--- START ---

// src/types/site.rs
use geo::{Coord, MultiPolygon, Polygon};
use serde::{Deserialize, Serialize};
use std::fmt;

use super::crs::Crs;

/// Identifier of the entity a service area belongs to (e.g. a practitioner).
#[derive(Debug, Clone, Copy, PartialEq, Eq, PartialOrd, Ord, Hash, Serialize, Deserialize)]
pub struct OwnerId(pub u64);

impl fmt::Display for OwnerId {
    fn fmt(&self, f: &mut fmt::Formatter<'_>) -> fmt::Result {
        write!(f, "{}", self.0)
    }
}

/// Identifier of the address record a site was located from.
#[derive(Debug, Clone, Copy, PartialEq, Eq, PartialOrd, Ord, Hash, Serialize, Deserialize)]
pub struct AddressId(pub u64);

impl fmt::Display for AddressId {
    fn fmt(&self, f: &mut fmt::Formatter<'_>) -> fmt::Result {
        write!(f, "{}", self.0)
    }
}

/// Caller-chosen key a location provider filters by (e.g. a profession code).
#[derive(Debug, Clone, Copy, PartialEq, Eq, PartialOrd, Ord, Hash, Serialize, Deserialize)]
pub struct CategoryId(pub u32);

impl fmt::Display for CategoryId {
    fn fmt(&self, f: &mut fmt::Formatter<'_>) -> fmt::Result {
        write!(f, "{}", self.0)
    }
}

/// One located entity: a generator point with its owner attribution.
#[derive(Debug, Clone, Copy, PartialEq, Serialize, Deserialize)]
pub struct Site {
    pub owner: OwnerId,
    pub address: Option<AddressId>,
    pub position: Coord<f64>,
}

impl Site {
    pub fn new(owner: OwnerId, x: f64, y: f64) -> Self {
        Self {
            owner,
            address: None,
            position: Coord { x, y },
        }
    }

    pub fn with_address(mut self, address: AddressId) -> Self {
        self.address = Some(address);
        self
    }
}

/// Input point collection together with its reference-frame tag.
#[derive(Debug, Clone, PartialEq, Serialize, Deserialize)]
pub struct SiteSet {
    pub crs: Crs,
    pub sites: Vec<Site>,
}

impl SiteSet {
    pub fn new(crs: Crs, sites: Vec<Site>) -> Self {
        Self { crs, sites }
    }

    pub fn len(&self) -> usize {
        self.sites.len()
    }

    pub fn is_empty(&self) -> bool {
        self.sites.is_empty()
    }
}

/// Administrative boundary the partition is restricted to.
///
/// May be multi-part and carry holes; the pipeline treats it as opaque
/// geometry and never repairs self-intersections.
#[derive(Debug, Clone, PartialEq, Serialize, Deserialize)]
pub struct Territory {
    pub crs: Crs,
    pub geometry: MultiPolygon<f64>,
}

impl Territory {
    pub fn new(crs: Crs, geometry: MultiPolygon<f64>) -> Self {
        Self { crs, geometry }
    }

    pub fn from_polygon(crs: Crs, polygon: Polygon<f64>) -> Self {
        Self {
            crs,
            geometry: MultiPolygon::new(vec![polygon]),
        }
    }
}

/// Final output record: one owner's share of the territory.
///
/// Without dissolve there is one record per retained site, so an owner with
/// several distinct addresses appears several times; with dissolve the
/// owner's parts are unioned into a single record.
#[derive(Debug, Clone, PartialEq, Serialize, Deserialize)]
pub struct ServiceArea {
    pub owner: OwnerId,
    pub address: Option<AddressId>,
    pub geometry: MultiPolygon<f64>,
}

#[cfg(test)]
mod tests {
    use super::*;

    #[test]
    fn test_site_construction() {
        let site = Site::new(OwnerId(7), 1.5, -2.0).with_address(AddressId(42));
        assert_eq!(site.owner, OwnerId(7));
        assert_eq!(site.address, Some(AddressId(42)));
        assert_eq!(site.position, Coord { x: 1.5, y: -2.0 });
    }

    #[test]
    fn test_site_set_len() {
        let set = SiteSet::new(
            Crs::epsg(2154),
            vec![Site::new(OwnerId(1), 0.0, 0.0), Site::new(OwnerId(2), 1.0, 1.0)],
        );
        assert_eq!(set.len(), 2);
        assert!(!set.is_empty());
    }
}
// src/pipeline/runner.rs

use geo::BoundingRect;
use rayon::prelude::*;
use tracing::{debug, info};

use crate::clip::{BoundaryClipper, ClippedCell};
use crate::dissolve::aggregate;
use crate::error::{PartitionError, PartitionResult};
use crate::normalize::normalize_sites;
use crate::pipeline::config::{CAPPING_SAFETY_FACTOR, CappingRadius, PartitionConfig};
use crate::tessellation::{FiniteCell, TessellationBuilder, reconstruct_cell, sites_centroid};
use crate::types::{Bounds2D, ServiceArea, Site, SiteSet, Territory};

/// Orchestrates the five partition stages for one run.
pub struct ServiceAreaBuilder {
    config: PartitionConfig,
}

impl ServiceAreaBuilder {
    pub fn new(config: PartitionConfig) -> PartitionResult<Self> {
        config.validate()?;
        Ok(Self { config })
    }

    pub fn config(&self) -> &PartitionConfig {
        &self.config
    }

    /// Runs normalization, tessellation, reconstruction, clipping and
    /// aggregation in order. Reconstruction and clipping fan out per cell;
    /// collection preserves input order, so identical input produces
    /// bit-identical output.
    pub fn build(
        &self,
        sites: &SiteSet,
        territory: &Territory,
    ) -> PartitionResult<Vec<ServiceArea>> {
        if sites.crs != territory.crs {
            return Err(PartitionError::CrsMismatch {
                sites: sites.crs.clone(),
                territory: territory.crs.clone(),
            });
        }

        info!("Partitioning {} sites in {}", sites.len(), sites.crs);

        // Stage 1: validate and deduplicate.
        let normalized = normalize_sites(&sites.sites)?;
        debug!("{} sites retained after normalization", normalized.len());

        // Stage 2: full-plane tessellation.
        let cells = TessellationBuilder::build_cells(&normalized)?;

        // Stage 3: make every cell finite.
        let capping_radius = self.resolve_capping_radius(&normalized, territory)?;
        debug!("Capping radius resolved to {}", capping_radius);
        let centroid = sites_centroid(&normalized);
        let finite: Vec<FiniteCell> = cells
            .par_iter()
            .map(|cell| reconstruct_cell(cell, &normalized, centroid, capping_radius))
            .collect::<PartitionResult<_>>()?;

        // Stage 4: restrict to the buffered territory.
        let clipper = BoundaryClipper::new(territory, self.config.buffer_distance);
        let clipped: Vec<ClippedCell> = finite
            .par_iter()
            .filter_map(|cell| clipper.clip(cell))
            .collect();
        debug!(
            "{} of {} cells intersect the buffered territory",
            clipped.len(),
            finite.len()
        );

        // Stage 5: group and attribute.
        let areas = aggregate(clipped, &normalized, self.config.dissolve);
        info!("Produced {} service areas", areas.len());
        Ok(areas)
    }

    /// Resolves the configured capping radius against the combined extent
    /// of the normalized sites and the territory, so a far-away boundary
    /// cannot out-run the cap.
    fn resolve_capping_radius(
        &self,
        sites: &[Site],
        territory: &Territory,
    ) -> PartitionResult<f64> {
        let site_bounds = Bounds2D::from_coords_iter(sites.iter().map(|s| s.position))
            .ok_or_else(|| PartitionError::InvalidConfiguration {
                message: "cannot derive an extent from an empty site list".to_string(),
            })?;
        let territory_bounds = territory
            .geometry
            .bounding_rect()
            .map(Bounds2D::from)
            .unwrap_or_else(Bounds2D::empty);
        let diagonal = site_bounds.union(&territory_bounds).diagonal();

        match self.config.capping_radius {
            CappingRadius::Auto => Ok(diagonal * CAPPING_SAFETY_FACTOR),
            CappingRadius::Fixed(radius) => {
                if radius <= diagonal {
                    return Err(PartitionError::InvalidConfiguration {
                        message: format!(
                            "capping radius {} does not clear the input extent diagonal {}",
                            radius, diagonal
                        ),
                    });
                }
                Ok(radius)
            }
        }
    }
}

--- END ---

Copy every line of the records above exactly.

// src/types/site.rs
use geo::{Coord, MultiPolygon, Polygon};
use serde::{Deserialize, Serialize};
use std::fmt;

use super::crs::Crs;

/// Identifier of the entity a service area belongs to (e.g. a practitioner).
#[derive(Debug, Clone, Copy, PartialEq, Eq, PartialOrd, Ord, Hash, Serialize, Deserialize)]
pub struct OwnerId(pub u64);

impl fmt::Display for OwnerId {
    fn fmt(&self, f: &mut fmt::Formatter<'_>) -> fmt::Result {
        write!(f, "{}", self.0)
    }
}

/// Identifier of the address record a site was located from.
#[derive(Debug, Clone, Copy, PartialEq, Eq, PartialOrd, Ord, Hash, Serialize, Deserialize)]
pub struct AddressId(pub u64);

impl fmt::Display for AddressId {
    fn fmt(&self, f: &mut fmt::Formatter<'_>) -> fmt::Result {
        write!(f, "{}", self.0)
    }
}

/// Caller-chosen key a location provider filters by (e.g. a profession code).
#[derive(Debug, Clone, Copy, PartialEq, Eq, PartialOrd, Ord, Hash, Serialize, Deserialize)]
pub struct CategoryId(pub u32);

impl fmt::Display for CategoryId {
    fn fmt(&self, f: &mut fmt::Formatter<'_>) -> fmt::Result {
        write!(f, "{}", self.0)
    }
}

/// One located entity: a generator point with its owner attribution.
#[derive(Debug, Clone, Copy, PartialEq, Serialize, Deserialize)]
pub struct Site {
    pub owner: OwnerId,
    pub address: Option<AddressId>,
    pub position: Coord<f64>,
}

impl Site {
    pub fn new(owner: OwnerId, x: f64, y: f64) -> Self {
        Self {
            owner,
            address: None,
            position: Coord { x, y },
        }
    }

    pub fn with_address(mut self, address: AddressId) -> Self {
        self.address = Some(address);
        self
    }
}

/// Input point collection together with its reference-frame tag.
#[derive(Debug, Clone, PartialEq, Serialize, Deserialize)]
pub struct SiteSet {
    pub crs: Crs,
    pub sites: Vec<Site>,
}

impl SiteSet {
    pub fn new(crs: Crs, sites: Vec<Site>) -> Self {
        Self { crs, sites }
    }

    pub fn len(&self) -> usize {
        self.sites.len()
    }

    pub fn is_empty(&self) -> bool {
        self.sites.is_empty()
    }
}

/// Administrative boundary the partition is restricted to.
///
/// May be multi-part and carry holes; the pipeline treats it as opaque
/// geometry and never repairs self-intersections.
#[derive(Debug, Clone, PartialEq, Serialize, Deserialize)]
pub struct Territory {
    pub crs: Crs,
    pub geometry: MultiPolygon<f64>,
}

impl Territory {
    pub fn new(crs: Crs, geometry: MultiPolygon<f64>) -> Self {
        Self { crs, geometry }
    }

    pub fn from_polygon(crs: Crs, polygon: Polygon<f64>) -> Self {
        Self {
            crs,
            geometry: MultiPolygon::new(vec![polygon]),
        }
    }
}

/// Final output record: one owner's share of the territory.
///
/// Without dissolve there is one record per retained site, so an owner with
/// several distinct addresses appears several times; with dissolve the
/// owner's parts are unioned into a single record.
#[derive(Debug, Clone, PartialEq, Serialize, Deserialize)]
pub struct ServiceArea {
    pub owner: OwnerId,
    pub address: Option<AddressId>,
    pub geometry: MultiPolygon<f64>,
}

#[cfg(test)]
mod tests {
    use super::*;

    #[test]
    fn test_site_construction() {
        let site = Site::new(OwnerId(7), 1.5, -2.0).with_address(AddressId(42));
        assert_eq!(site.owner, OwnerId(7));
        assert_eq!(site.address, Some(AddressId(42)));
        assert_eq!(site.position, Coord { x: 1.5, y: -2.0 });
    }

    #[test]
    fn test_site_set_len() {
        let set = SiteSet::new(
            Crs::epsg(2154),
            vec![Site::new(OwnerId(1), 0.0, 0.0), Site::new(OwnerId(2), 1.0, 1.0)],
        );
        assert_eq!(set.len(), 2);
        assert!(!set.is_empty());
    }
}
// src/pipeline/runner.rs

use geo::BoundingRect;
use rayon::prelude::*;
use tracing::{debug, info};

use crate::clip::{BoundaryClipper, ClippedCell};
use crate::dissolve::aggregate;
use crate::error::{PartitionError, PartitionResult};
use crate::normalize::normalize_sites;
use crate::pipeline::config::{CAPPING_SAFETY_FACTOR, CappingRadius, PartitionConfig};
use crate::tessellation::{FiniteCell, TessellationBuilder, reconstruct_cell, sites_centroid};
use crate::types::{Bounds2D, ServiceArea, Site, SiteSet, Territory};

/// Orchestrates the five partition stages for one run.
pub struct ServiceAreaBuilder {
    config: PartitionConfig,
}

impl ServiceAreaBuilder {
    pub fn new(config: PartitionConfig) -> PartitionResult<Self> {
        config.validate()?;
        Ok(Self { config })
    }

    pub fn config(&self) -> &PartitionConfig {
        &self.config
    }

    /// Runs normalization, tessellation, reconstruction, clipping and
    /// aggregation in order. Reconstruction and clipping fan out per cell;
    /// collection preserves input order, so identical input produces
    /// bit-identical output.
    pub fn build(
        &self,
        sites: &SiteSet,
        territory: &Territory,
    ) -> PartitionResult<Vec<ServiceArea>> {
        if sites.crs != territory.crs {
            return Err(PartitionError::CrsMismatch {
                sites: sites.crs.clone(),
                territory: territory.crs.clone(),
            });
        }

        info!("Partitioning {} sites in {}", sites.len(), sites.crs);

        // Stage 1: validate and deduplicate.
        let normalized = normalize_sites(&sites.sites)?;
        debug!("{} sites retained after normalization", normalized.len());

        // Stage 2: full-plane tessellation.
        let cells = TessellationBuilder::build_cells(&normalized)?;

        // Stage 3: make every cell finite.
        let capping_radius = self.resolve_capping_radius(&normalized, territory)?;
        debug!("Capping radius resolved to {}", capping_radius);
        let centroid = sites_centroid(&normalized);
        let finite: Vec<FiniteCell> = cells
            .par_iter()
            .map(|cell| reconstruct_cell(cell, &normalized, centroid, capping_radius))
            .collect::<PartitionResult<_>>()?;

        // Stage 4: restrict to the buffered territory.
        let clipper = BoundaryClipper::new(territory, self.config.buffer_distance);
        let clipped: Vec<ClippedCell> = finite
            .par_iter()
            .filter_map(|cell| clipper.clip(cell))
            .collect();
        debug!(
            "{} of {} cells intersect the buffered territory",
            clipped.len(),
            finite.len()
        );

        // Stage 5: group and attribute.
        let areas = aggregate(clipped, &normalized, self.config.dissolve);
        info!("Produced {} service areas", areas.len());
        Ok(areas)
    }

    /// Resolves the configured capping radius against the combined extent
    /// of the normalized sites and the territory, so a far-away boundary
    /// cannot out-run the cap.
    fn resolve_capping_radius(
        &self,
        sites: &[Site],
        territory: &Territory,
    ) -> PartitionResult<f64> {
        let site_bounds = Bounds2D::from_coords_iter(sites.iter().map(|s| s.position))
            .ok_or_else(|| PartitionError::InvalidConfiguration {
                message: "cannot derive an extent from an empty site list".to_string(),
            })?;
        let territory_bounds = territory
            .geometry
            .bounding_rect()
            .map(Bounds2D::from)
            .unwrap_or_else(Bounds2D::empty);
        let diagonal = site_bounds.union(&territory_bounds).diagonal();

        match self.config.capping_radius {
            CappingRadius::Auto => Ok(diagonal * CAPPING_SAFETY_FACTOR),
            CappingRadius::Fixed(radius) => {
                if radius <= diagonal {
                    return Err(PartitionError::InvalidConfiguration {
                        message: format!(
                            "capping radius {} does not clear the input extent diagonal {}",
                            radius, diagonal
                        ),
                    });
                }
                Ok(radius)
            }
        }
    }
}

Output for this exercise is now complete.